実際,社会の高齢化が進む現在,わが国では2 人に1 人が「がん」に罹り,3 人に1 人が「がん」で生涯を閉じられています。ほんの一世代前までは,「がん=死」であり,患者さんに病名告知が行われることはありませんでしたが,現在「がん≠死」となり,がん治療を受ける全患者に病名告知が行われております。まさに隔世の感があります。とは言え,「がん」が依然として手ごわい病気であることに今も変わりはありません。こんな状況の中だがらこそ,私たちは「がん」に向き合わなければなりません。そしてそのために,私たちはみな「がん」を理解する必要があります。すでに全国の小・中学校および高校では「がん教育」も行われるようになりました。
一方,近年がん治療の研究はかつてないスピードで進歩し,新しい薬や治療法の形となって臨床現場に続々と登場してきています。同時に,患者さん本位の医療を重要視する考え方も確立されてきました。以前なら長期の入院を余儀なくされた治療も今では通院で行われ,「がん」を抱えながら仕事を続けたり,家事をしたりと,健康な人とあまり変わらない生活も営めるようになりました。「がん」を受け入れて自らの人生を豊かに送る時代となったのです。古代ギリシャの哲学者ソクラテスの「なによりも大切にすべきは,ただ生きることではなく,より良く生きること」という言葉がいよいよ現実となってきました。がんを理解して,がんと向かい合って,そしてがんを受け入れることに対して「医療」は惜しみない支援を続けていきます。

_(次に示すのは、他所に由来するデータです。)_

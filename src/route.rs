//! Navigable routes. A route is a projection of the flow state, never its source.

use serde::{Serialize, Serializer};

/// Every path the view layer can be on.
#[derive(Debug, Clone, Copy, PartialEq, Eq, Hash)]
pub enum Route {
    Root,
    Login,
    SignIn,
    Otp,
    OnboardingName,
    OnboardingLocation,
    OnboardingUsername,
    OnboardingProfilePhoto,
    ProfilePhoto,
    Dashboard,
}

impl Route {
    pub const ALL: [Route; 10] = [
        Route::Root,
        Route::Login,
        Route::SignIn,
        Route::Otp,
        Route::OnboardingName,
        Route::OnboardingLocation,
        Route::OnboardingUsername,
        Route::OnboardingProfilePhoto,
        Route::ProfilePhoto,
        Route::Dashboard,
    ];

    pub fn path(&self) -> &'static str {
        match self {
            Self::Root => "/",
            Self::Login => "/login",
            Self::SignIn => "/signin",
            Self::Otp => "/otp",
            Self::OnboardingName => "/onboarding/name",
            Self::OnboardingLocation => "/onboarding/location",
            Self::OnboardingUsername => "/onboarding/username",
            Self::OnboardingProfilePhoto => "/onboarding/profile-photo",
            Self::ProfilePhoto => "/profile-photo",
            Self::Dashboard => "/dashboard",
        }
    }

    /// Parse a path, ignoring a trailing slash.
    pub fn parse(path: &str) -> Option<Self> {
        let trimmed = match path.trim_end_matches('/') {
            "" => "/",
            p => p,
        };
        Self::ALL.into_iter().find(|r| r.path() == trimmed)
    }

    /// The route a visit to `self` actually lands on before any state guard.
    pub fn canonical(&self) -> Self {
        match self {
            Self::Root => Self::Login,
            Self::ProfilePhoto => Self::OnboardingProfilePhoto,
            other => *other,
        }
    }
}

impl Serialize for Route {
    fn serialize<S: Serializer>(&self, serializer: S) -> Result<S::Ok, S::Error> {
        serializer.serialize_str(self.path())
    }
}

impl std::fmt::Display for Route {
    fn fmt(&self, f: &mut std::fmt::Formatter<'_>) -> std::fmt::Result {
        f.write_str(self.path())
    }
}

あなたやあなたの大切な方が受けられるがん医療を「最善の医療」とするためには,患者さん自身,ご家族,そして医療者が一丸となった「共同作業」が必要不可欠です。その共同作業に必要な「患者力」を高めて頂く一助になればと思い,本書を書きました。
たくさんのつらさを抱えても,笑顔になれます。私が医師になり,がん医療に携わって30 年が過ぎましたが,その間ずっと,患者さんやそのご家族と悲しんだり,泣いたり,時には怒ったり,でも喜んだり,そして笑ったりしながら一緒に医療を作り上げてきました。医療は,患者さんが受けるものばかりではありません。私たち医療者も,患者さんやご家族から多くの大事なことを教わり,いつも力づけられています。例えがんを抱えている現実が変わらなくても互いにより良い関係性を築くことができ,それが少しでもみなさんの幸せにつながればと願ってやみません。

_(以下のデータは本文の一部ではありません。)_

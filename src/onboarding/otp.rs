//! One-time-password entry state. Lives only as long as the OTP screen.

use crate::auth::OTP_LENGTH;

/// Five single-digit slots plus the address the code was sent to.
#[derive(Debug, Clone, PartialEq, Eq)]
pub struct OtpChallenge {
    target_email: String,
    digits: [Option<char>; OTP_LENGTH],
}

impl OtpChallenge {
    pub fn new(target_email: impl Into<String>) -> Self {
        Self {
            target_email: target_email.into(),
            digits: [None; OTP_LENGTH],
        }
    }

    /// Build from submitted slot values. Entries past the fifth are ignored.
    pub fn from_digits<S: AsRef<str>>(target_email: impl Into<String>, digits: &[S]) -> Self {
        let mut challenge = Self::new(target_email);
        for (index, value) in digits.iter().take(OTP_LENGTH).enumerate() {
            challenge.set_digit(index, value.as_ref());
        }
        challenge
    }

    pub fn target_email(&self) -> &str {
        &self.target_email
    }

    /// Update one slot. Returns the slot that should take focus next.
    ///
    /// Accepts an empty value (clears the slot) or a single ASCII digit;
    /// anything else leaves the slot unchanged.
    pub fn set_digit(&mut self, index: usize, value: &str) -> Option<usize> {
        if index >= OTP_LENGTH {
            return None;
        }
        let mut chars = value.chars();
        match (chars.next(), chars.next()) {
            (None, _) => {
                self.digits[index] = None;
                Some(index)
            }
            (Some(c), None) if c.is_ascii_digit() => {
                self.digits[index] = Some(c);
                Some((index + 1).min(OTP_LENGTH - 1))
            }
            _ => Some(index),
        }
    }

    /// Backspace on an empty slot moves focus to the previous one.
    pub fn backspace(&self, index: usize) -> usize {
        if index > 0 && index < OTP_LENGTH && self.digits[index].is_none() {
            index - 1
        } else {
            index.min(OTP_LENGTH - 1)
        }
    }

    pub fn is_complete(&self) -> bool {
        self.digits.iter().all(Option::is_some)
    }

    /// Concatenated digits entered so far.
    pub fn code(&self) -> String {
        self.digits.iter().flatten().collect()
    }

    pub fn clear(&mut self) {
        self.digits = [None; OTP_LENGTH];
    }
}

#[cfg(test)]
mod tests {
    use super::*;

    #[test]
    fn complete_with_five_digits() {
        let c = OtpChallenge::from_digits("a@b.com", &["1", "2", "3", "4", "5"]);
        assert!(c.is_complete());
        assert_eq!(c.code(), "12345");
        assert_eq!(c.target_email(), "a@b.com");
    }

    #[test]
    fn four_digits_incomplete() {
        let c = OtpChallenge::from_digits("a@b.com", &["1", "2", "3", "4"]);
        assert!(!c.is_complete());
        assert_eq!(c.code(), "1234");
    }

    #[test]
    fn non_digits_ignored() {
        let mut c = OtpChallenge::new("x");
        assert_eq!(c.set_digit(0, "a"), Some(0));
        assert_eq!(c.set_digit(0, "12"), Some(0));
        assert_eq!(c.code(), "");
        assert_eq!(c.set_digit(0, "7"), Some(1));
        assert_eq!(c.code(), "7");
        assert_eq!(c.set_digit(9, "1"), None);
    }

    #[test]
    fn focus_moves() {
        let mut c = OtpChallenge::new("x");
        assert_eq!(c.set_digit(4, "9"), Some(4));
        assert_eq!(c.backspace(3), 2);
        assert_eq!(c.backspace(4), 4);
        assert_eq!(c.backspace(0), 0);
        c.set_digit(4, "");
        assert_eq!(c.backspace(4), 3);
    }

    #[test]
    fn clear_empties_slots() {
        let mut c = OtpChallenge::from_digits("x", &["1", "2", "3", "4", "5", "6"]);
        assert_eq!(c.code(), "12345");
        c.clear();
        assert!(!c.is_complete());
        assert_eq!(c.code(), "");
    }
}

ところで,本書を読まれるにあたり,ひとつだけお断りしておきたいことがあります。この本の内容は,医師の立場で「本当のこと」を包み隠さず記しました。ですから,読まれる方によっては,かなり厳しいと感じられる部分もあるでしょう。でも,現実に向かい合って,受け入れて,そして乗り越えていかれることを私たち医療者は信じているんです。どうかお汲み取り下さい。
本書は,胃がんと大腸がんが中心の解説書です。しかし,その内容のほとんどはすべてのがんに通じるものになっております。どうぞ,お手に取って興味のある頁から開いてお読み下さい。